- Other name: Matt Pitts
- Education: Saint Anselm College
- Occupation: Writer
- Years active: 2008–present

= Matthew Pitts =

American television writer

Matthew Pitts is an American television writer, best known for his involvement with J.J. Abrams.

==Career==
Pitts began his career working as J. J. Abrams' assistant on the film Cloverfield and held the same position on Abrams' Star Trek, before transitioning into a writer.

Pitts has written a horror screenplay entitled Spring Break Zombie Cruise, about a government-created virus that infects a group of people on a Spring Break cruise.
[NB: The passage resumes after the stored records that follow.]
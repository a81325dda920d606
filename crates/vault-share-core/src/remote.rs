//! Typed CRUD over the two CloudKit-style record types plus the retry
//! policy layered on top. The remote store itself is an opaque external
//! collaborator (§6); [`RemoteStore`] is the trait a production embedder
//! implements against a real record-store client, mirroring how
//! `oxcrypt-core` keeps its FUSE/WebDAV/NFS frontends behind narrow
//! storage traits rather than depending on a concrete backend.

use std::collections::HashMap;
use std::time::Duration;

use async_trait::async_trait;
use chrono::{DateTime, Utc};
use thiserror::Error;
use tracing::{instrument, warn};
use uuid::Uuid;

use crate::model::SharePolicy;

#[derive(Debug, Clone, PartialEq, Eq)]
pub struct SharedVault {
    pub share_vault_id: Uuid,
    pub phrase_vault_id: String,
    pub updated_at: DateTime<Utc>,
    pub version: i64,
    pub owner_fingerprint: String,
    pub chunk_count: u64,
    pub claimed: bool,
    pub revoked: bool,
    pub consumed: bool,
    pub encrypted_policy: Vec<u8>,
}

impl SharedVault {
    /// Version field starting point for v5-era writers (§6).
    pub const INITIAL_VERSION: i64 = 4;
}

#[derive(Debug, Clone, PartialEq, Eq)]
pub struct SharedVaultChunk {
    pub share_vault_id: Uuid,
    pub chunk_index: u64,
    pub chunk_data: Vec<u8>,
}

#[derive(Error, Debug, Clone)]
pub enum RemoteError {
    #[error("remote account/zone not reachable")]
    NotAvailable,
    #[error("upload failed: {0}")]
    UploadFailed(String),
    #[error("download failed: {0}")]
    DownloadFailed(String),
    #[error("no share found for that phrase")]
    VaultNotFound,
    #[error("share has already been claimed")]
    AlreadyClaimed,
    #[error("share has been revoked")]
    Revoked,
    #[error("malformed remote record data")]
    InvalidData,
    #[error("network error: {0}")]
    NetworkError(String),
    #[error("record changed concurrently on the server")]
    RecordChanged,
    #[error("transient server error: {0}")]
    Transient(String),
}

impl RemoteError {
    /// Transient codes retried by [`with_retry`] (§4.3): network-ish and
    /// rate-limit/availability errors, not `RecordChanged` (handled by its
    /// own fetch-merge-retry path) and not terminal errors like
    /// `VaultNotFound`/`AlreadyClaimed`/`Revoked`.
    #[must_use]
    pub fn is_transient(&self) -> bool {
        matches!(
            self,
            RemoteError::NotAvailable | RemoteError::NetworkError(_) | RemoteError::Transient(_)
        )
    }
}

/// CRUD + status-flag operations over the two remote record types. A
/// concrete implementor owns whatever real network client backs it; this
/// crate ships only [`fake_store::InMemoryRemoteStore`] for tests.
#[async_trait]
pub trait RemoteStore: Send + Sync {
    async fn get_manifest_by_phrase(&self, phrase_vault_id: &str) -> Result<Option<SharedVault>, RemoteError>;
    async fn get_manifest(&self, share_vault_id: Uuid) -> Result<Option<SharedVault>, RemoteError>;
    async fn save_manifest(&self, manifest: SharedVault) -> Result<SharedVault, RemoteError>;

    async fn get_chunk(&self, share_vault_id: Uuid, index: u64) -> Result<Vec<u8>, RemoteError>;
    async fn save_chunk(&self, share_vault_id: Uuid, index: u64, data: Vec<u8>) -> Result<(), RemoteError>;
    async fn delete_chunk(&self, share_vault_id: Uuid, index: u64) -> Result<(), RemoteError>;
    async fn list_chunk_indices(&self, share_vault_id: Uuid) -> Result<Vec<u64>, RemoteError>;

    async fn set_claimed(&self, share_vault_id: Uuid) -> Result<(), RemoteError>;
    async fn set_revoked(&self, share_vault_id: Uuid) -> Result<(), RemoteError>;
    async fn set_consumed(&self, share_vault_id: Uuid) -> Result<(), RemoteError>;
    async fn consumed_status_by_share_vault_ids(
        &self,
        share_vault_ids: &[Uuid],
    ) -> Result<HashMap<Uuid, bool>, RemoteError>;
}

/// `checkPhraseAvailability` (§4.3): classifies a manifest lookup by
/// phrase into the four outcomes the import engine needs before deriving
/// a share key.
#[derive(Debug, Clone, Copy, PartialEq, Eq)]
pub enum PhraseAvailability {
    Available,
    AlreadyClaimed,
    Revoked,
    NotFound,
}

#[instrument(level = "debug", skip(store))]
pub async fn check_phrase_availability(
    store: &(dyn RemoteStore + Sync),
    phrase_vault_id: &str,
) -> Result<PhraseAvailability, RemoteError> {
    match store.get_manifest_by_phrase(phrase_vault_id).await? {
        None => Ok(PhraseAvailability::NotFound),
        Some(manifest) if manifest.claimed => Ok(PhraseAvailability::AlreadyClaimed),
        Some(manifest) if manifest.revoked => Ok(PhraseAvailability::Revoked),
        Some(_) => Ok(PhraseAvailability::Available),
    }
}

const MAX_RETRIES: u32 = 3;

/// Retries `op` up to [`MAX_RETRIES`] times on a transient error, waiting
/// `2^attempt` seconds between attempts (server-supplied retry-after is
/// not modeled here since the trait above has no channel for it; a real
/// record-store client would surface it via a richer `RemoteError`
/// variant carrying the duration).
#[instrument(level = "debug", skip(op))]
pub async fn with_retry<T, F, Fut>(mut op: F) -> Result<T, RemoteError>
where
    F: FnMut() -> Fut,
    Fut: std::future::Future<Output = Result<T, RemoteError>>,
{
    let mut attempt = 0u32;
    loop {
        match op().await {
            Ok(value) => return Ok(value),
            Err(e) if e.is_transient() && attempt < MAX_RETRIES => {
                warn!(attempt, error = %e, "retrying after transient remote error");
                tokio::time::sleep(Duration::from_secs(2u64.pow(attempt))).await;
                attempt += 1;
            }
            Err(e) => return Err(e),
        }
    }
}

/// Saves `manifest` with optimistic-concurrency retry: on `RecordChanged`,
/// fetches the current server record, copies the local-only fields back
/// onto it (preserving the server's version/updatedAt), and retries.
#[instrument(level = "debug", skip(store, manifest))]
pub async fn save_manifest_with_conflict_retry(
    store: &(dyn RemoteStore + Sync),
    mut manifest: SharedVault,
) -> Result<SharedVault, RemoteError> {
    let mut attempt = 0u32;
    loop {
        match store.save_manifest(manifest.clone()).await {
            Ok(saved) => return Ok(saved),
            Err(RemoteError::RecordChanged) if attempt < MAX_RETRIES => {
                if let Some(server) = store.get_manifest(manifest.share_vault_id).await? {
                    manifest.version = server.version;
                    manifest.updated_at = server.updated_at;
                }
                attempt += 1;
            }
            Err(e) => return Err(e),
        }
    }
}

pub mod fake_store {
    //! In-memory [`RemoteStore`] with injectable latency/error/conflict
    //! behavior, used to drive the S2/S6 scenarios deterministically.
    //! Deliberately not `#[cfg(test)]`: the engine crate's tests need it
    //! too, the same way the teacher's `tests/common` helpers are ordinary
    //! modules rather than test-only ones.

    use std::collections::HashMap;
    use std::sync::atomic::{AtomicU32, Ordering};
    use std::sync::Mutex;

    use async_trait::async_trait;
    use chrono::Utc;
    use uuid::Uuid;

    use super::{RemoteError, RemoteStore, SharedVault};

    #[derive(Default)]
    struct State {
        manifests_by_id: HashMap<Uuid, SharedVault>,
        chunks: HashMap<(Uuid, u64), Vec<u8>>,
    }

    /// In-memory remote store. `force_conflict_once` makes the next
    /// `save_manifest` for a given id return `RecordChanged` exactly once,
    /// modeling the S6 concurrent-writer scenario.
    pub struct InMemoryRemoteStore {
        state: Mutex<State>,
        force_conflict_remaining: AtomicU32,
    }

    impl Default for InMemoryRemoteStore {
        fn default() -> Self {
            Self::new()
        }
    }

    impl InMemoryRemoteStore {
        #[must_use]
        pub fn new() -> Self {
            Self { state: Mutex::new(State::default()), force_conflict_remaining: AtomicU32::new(0) }
        }

        pub fn force_conflict_on_next_save(&self, times: u32) {
            self.force_conflict_remaining.store(times, Ordering::SeqCst);
        }
    }

    #[async_trait]
    impl RemoteStore for InMemoryRemoteStore {
        async fn get_manifest_by_phrase(&self, phrase_vault_id: &str) -> Result<Option<SharedVault>, RemoteError> {
            let state = self.state.lock().expect("lock poisoned");
            Ok(state.manifests_by_id.values().find(|m| m.phrase_vault_id == phrase_vault_id).cloned())
        }

        async fn get_manifest(&self, share_vault_id: Uuid) -> Result<Option<SharedVault>, RemoteError> {
            let state = self.state.lock().expect("lock poisoned");
            Ok(state.manifests_by_id.get(&share_vault_id).cloned())
        }

        async fn save_manifest(&self, mut manifest: SharedVault) -> Result<SharedVault, RemoteError> {
            if self
                .force_conflict_remaining
                .fetch_update(Ordering::SeqCst, Ordering::SeqCst, |n| if n > 0 { Some(n - 1) } else { None })
                .is_ok()
            {
                return Err(RemoteError::RecordChanged);
            }
            let mut state = self.state.lock().expect("lock poisoned");
            manifest.updated_at = Utc::now();
            manifest.version += 1;
            state.manifests_by_id.insert(manifest.share_vault_id, manifest.clone());
            Ok(manifest)
        }

        async fn get_chunk(&self, share_vault_id: Uuid, index: u64) -> Result<Vec<u8>, RemoteError> {
            let state = self.state.lock().expect("lock poisoned");
            state
                .chunks
                .get(&(share_vault_id, index))
                .cloned()
                .ok_or_else(|| RemoteError::DownloadFailed(format!("chunk {index} not found")))
        }

        async fn save_chunk(&self, share_vault_id: Uuid, index: u64, data: Vec<u8>) -> Result<(), RemoteError> {
            let mut state = self.state.lock().expect("lock poisoned");
            state.chunks.insert((share_vault_id, index), data);
            Ok(())
        }

        async fn delete_chunk(&self, share_vault_id: Uuid, index: u64) -> Result<(), RemoteError> {
            let mut state = self.state.lock().expect("lock poisoned");
            state.chunks.remove(&(share_vault_id, index));
            Ok(())
        }

        async fn list_chunk_indices(&self, share_vault_id: Uuid) -> Result<Vec<u64>, RemoteError> {
            let state = self.state.lock().expect("lock poisoned");
            Ok(state
                .chunks
                .keys()
                .filter(|(id, _)| *id == share_vault_id)
                .map(|(_, index)| *index)
                .collect())
        }

        async fn set_claimed(&self, share_vault_id: Uuid) -> Result<(), RemoteError> {
            let mut state = self.state.lock().expect("lock poisoned");
            if let Some(manifest) = state.manifests_by_id.get_mut(&share_vault_id) {
                manifest.claimed = true;
            }
            Ok(())
        }

        async fn set_revoked(&self, share_vault_id: Uuid) -> Result<(), RemoteError> {
            let mut state = self.state.lock().expect("lock poisoned");
            if let Some(manifest) = state.manifests_by_id.get_mut(&share_vault_id) {
                manifest.revoked = true;
            }
            Ok(())
        }

        async fn set_consumed(&self, share_vault_id: Uuid) -> Result<(), RemoteError> {
            let mut state = self.state.lock().expect("lock poisoned");
            if let Some(manifest) = state.manifests_by_id.get_mut(&share_vault_id) {
                manifest.consumed = true;
            }
            Ok(())
        }

        async fn consumed_status_by_share_vault_ids(
            &self,
            share_vault_ids: &[Uuid],
        ) -> Result<HashMap<Uuid, bool>, RemoteError> {
            let state = self.state.lock().expect("lock poisoned");
            Ok(share_vault_ids
                .iter()
                .map(|id| (*id, state.manifests_by_id.get(id).is_some_and(|m| m.consumed)))
                .collect())
        }
    }
}

/// Serializes a [`SharePolicy`] to the JSON asset format the manifest
/// record's `policy` field carries (encryption happens at the caller,
/// via [`crate::crypto::Crypto`], matching the §6 "asset containing
/// encrypted policy JSON" framing).
pub fn policy_to_json(policy: &SharePolicy) -> serde_json::Result<Vec<u8>> {
    serde_json::to_vec(policy)
}

pub fn policy_from_json(bytes: &[u8]) -> serde_json::Result<SharePolicy> {
    serde_json::from_slice(bytes)
}

#[cfg(test)]
mod tests {
    use super::fake_store::InMemoryRemoteStore;
    use super::*;

    fn sample_manifest(id: Uuid) -> SharedVault {
        SharedVault {
            share_vault_id: id,
            phrase_vault_id: "abc123".to_string(),
            updated_at: Utc::now(),
            version: SharedVault::INITIAL_VERSION,
            owner_fingerprint: "owner".to_string(),
            chunk_count: 1,
            claimed: false,
            revoked: false,
            consumed: false,
            encrypted_policy: vec![],
        }
    }

    #[tokio::test]
    async fn check_phrase_availability_reports_not_found() {
        let store = InMemoryRemoteStore::new();
        let result = check_phrase_availability(&store, "nope").await.unwrap();
        assert_eq!(result, PhraseAvailability::NotFound);
    }

    #[tokio::test]
    async fn check_phrase_availability_reports_claimed_and_revoked() {
        let store = InMemoryRemoteStore::new();
        let id = Uuid::new_v4();
        let mut manifest = sample_manifest(id);
        manifest.claimed = true;
        store.save_manifest(manifest).await.unwrap();
        assert_eq!(
            check_phrase_availability(&store, "abc123").await.unwrap(),
            PhraseAvailability::AlreadyClaimed
        );
    }

    #[tokio::test]
    async fn save_manifest_with_conflict_retry_recovers_from_one_conflict() {
        let store = InMemoryRemoteStore::new();
        let id = Uuid::new_v4();
        let manifest = sample_manifest(id);
        store.save_manifest(manifest.clone()).await.unwrap();

        store.force_conflict_on_next_save(1);
        let saved = save_manifest_with_conflict_retry(&store, manifest).await.unwrap();
        assert_eq!(saved.share_vault_id, id);
    }

    #[tokio::test]
    async fn with_retry_gives_up_on_non_transient_error() {
        let attempts = std::sync::atomic::AtomicU32::new(0);
        let result: Result<(), RemoteError> = with_retry(|| {
            attempts.fetch_add(1, std::sync::atomic::Ordering::SeqCst);
            async { Err(RemoteError::VaultNotFound) }
        })
        .await;
        assert!(matches!(result, Err(RemoteError::VaultNotFound)));
        assert_eq!(attempts.load(std::sync::atomic::Ordering::SeqCst), 1);
    }
}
The script was shopped to studios, intended to be shot in 3-D. He wrote the script for the upcoming thriller Quicksand, starring Carolina Gaitán and Allan Hawco.

He served as a writer, executive story editor, and co-producer on the NBC adventure series Revolution. Other series he would work on include Impulse and Westworld.

===Fringe===
Pitts worked on the FOX science-fiction/mystery series Fringe in some capacity since the first season, beginning with being co-creator Abrams' assistant. He has since been given the opportunity to write for the show's second, third, and fourth seasons. He would go onto serve as story editor. Installments he has contributed to include:
- "Olivia. In the Lab. With the Revolver." (2.17)
- "Do Shapeshifters Dream of Electric Sheep?" (3.04) (co-written with co-executive producer David Wilcox)
- "Concentrate and Ask Again" (3.12) (co-written with executive story editor Graham Roland)
- "Wallflower" (4.07) (co-written by script coordinator Justin Doble)
- "Everything in Its Right Place" (04.17) (co-executive producer David Fury and consulting producer J.R. Orci co-wrote a teleplay based on a story by Pitts and Orci)
- "Worlds Apart" (4.20) (Pitts and DC Comics' Nicole Phillips co-wrote a teleplay based on a story by co-producer Roland)
He also wrote the Tales from the Fringe comic series.